Approximately 30 Santa Monica College students were pepper sprayed and two hospitalized on Tuesday while protesting a Board of Trustees meeting discussing fee increases on non state-subsidized courses.

Roughly 100 students gathered in the SMC Business Board Room to voice concerns during the board meeting’s public comment session. Campus police officers and student demonstrators clashed after the number of participants exceeded the room’s maximum occupancy and attempts to redirect students into a designated “overflow room” failed.

SMC’s Associated Students Director of Student Outreach Cameron Espinoza, a second-year English major, said authorities first informed the protesters that they were required to leave the premises — a violation of the 1953 Brown Act — rather than mandating they move to a different room.

“I think there was a better way to go about calming the students,” Espinoza said. “I think if they just directed them in a better manner and did not tell them that their rights were going to be violated, that the students would have been calmer and maybe been more apt to go into the overflow room.”

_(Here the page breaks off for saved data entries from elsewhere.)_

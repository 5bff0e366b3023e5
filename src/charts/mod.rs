//! Charts module - Chart rendering

mod plotter;

pub use plotter::{ChartPlotter, RegionalSeries};
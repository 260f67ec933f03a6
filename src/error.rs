use thiserror::Error;

use crate::reconcile::ReconcileStep;

/// Result type alias for orchestration operations.
pub type OrchestratorResult<T> = Result<T, OrchestratorError>;

/// How an exec-based file operation failed, derived from the remote
/// command's exit code and stderr, never from guessing at content.
#[derive(Debug, Clone, Copy, PartialEq, Eq)]
pub enum FileErrorKind {
    NotFound,
    PermissionDenied,
    Unknown,
}

impl std::fmt::Display for FileErrorKind {
    fn fmt(&self, f: &mut std::fmt::Formatter<'_>) -> std::fmt::Result {
        match self {
            FileErrorKind::NotFound => write!(f, "not found"),
            FileErrorKind::PermissionDenied => write!(f, "permission denied"),
            FileErrorKind::Unknown => write!(f, "unknown"),
        }
    }
}

/// Errors surfaced by the orchestration core.
///
/// `NotFound` is always kept distinct from `Transport` so callers can render
/// "not deployed yet" instead of "something broke". `Transport` is safe to
/// retry with backoff; `Configuration` is not retryable without operator
/// intervention.
#[derive(Error, Debug)]
pub enum OrchestratorError {
    #[error("no usable cluster credentials: {message}")]
    Configuration { message: String },

    #[error("{kind} {namespace}/{name} not found")]
    NotFound {
        kind: &'static str,
        name: String,
        namespace: String,
    },

    #[error("cluster API error: {message}")]
    Transport { message: String },

    #[error("reconcile step {step} failed: {message}")]
    ReconcileStep {
        step: ReconcileStep,
        message: String,
    },

    #[error("file operation on {path} failed ({kind}): {message}")]
    File {
        kind: FileErrorKind,
        path: String,
        message: String,
    },

    #[error("no pod found for service {service} in {namespace}")]
    NoPodFound { service: String, namespace: String },

    #[error("invalid input: {message}")]
    InvalidInput { message: String },
}

impl OrchestratorError {
    pub fn transport(message: impl Into<String>) -> Self {
        OrchestratorError::Transport {
            message: message.into(),
        }
    }

    pub fn not_found(kind: &'static str, name: &str, namespace: &str) -> Self {
        OrchestratorError::NotFound {
            kind,
            name: name.to_string(),
            namespace: namespace.to_string(),
        }
    }

    pub fn invalid_input(message: impl Into<String>) -> Self {
        OrchestratorError::InvalidInput {
            message: message.into(),
        }
    }

    /// True when the underlying cluster response was a 404.
    pub fn is_not_found(&self) -> bool {
        matches!(self, OrchestratorError::NotFound { .. })
    }
}

impl From<kube::Error> for OrchestratorError {
    fn from(err: kube::Error) -> Self {
        match err {
            kube::Error::Api(ref resp) if resp.code == 404 => OrchestratorError::NotFound {
                kind: "object",
                name: resp.message.clone(),
                namespace: String::new(),
            },
            other => OrchestratorError::Transport {
                message: other.to_string(),
            },
        }
    }
}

Second-year SMC Spanish major Jasmine Delgado, one of two students hospitalized after Tuesday’s protest, said the conflict arose after administrators failed to address students’ demands for access to the meeting as well as their suggestion that the group relocate to a larger room.

“Had the police officers or someone from the board of trustees just said ‘If everyone calms down, we will try to figure something out; we will try to solve this at the moment, but this [crowding the room and protesting] is not conducive to the meeting whatsoever,’ but no one stepped up and said that,” Delgado said. “This all could have been prevented.”

According to Delgado, the narrow hallway outside the board meeting room became crowded with students and police officers pushing against each other, resulting in the police using pepper spray. Delgado says she was pepper sprayed and pushed to the ground by police.

According to Espinoza, the group aimed to rally against the college’s recent plan to raise the tuition prices on non state-subsidized classes to $180 per unit. Espinoza said the courses are contracted to third-party businesses who offer them at a price unaffected by fee waivers or Pell Grants, making them financially unviable for many students.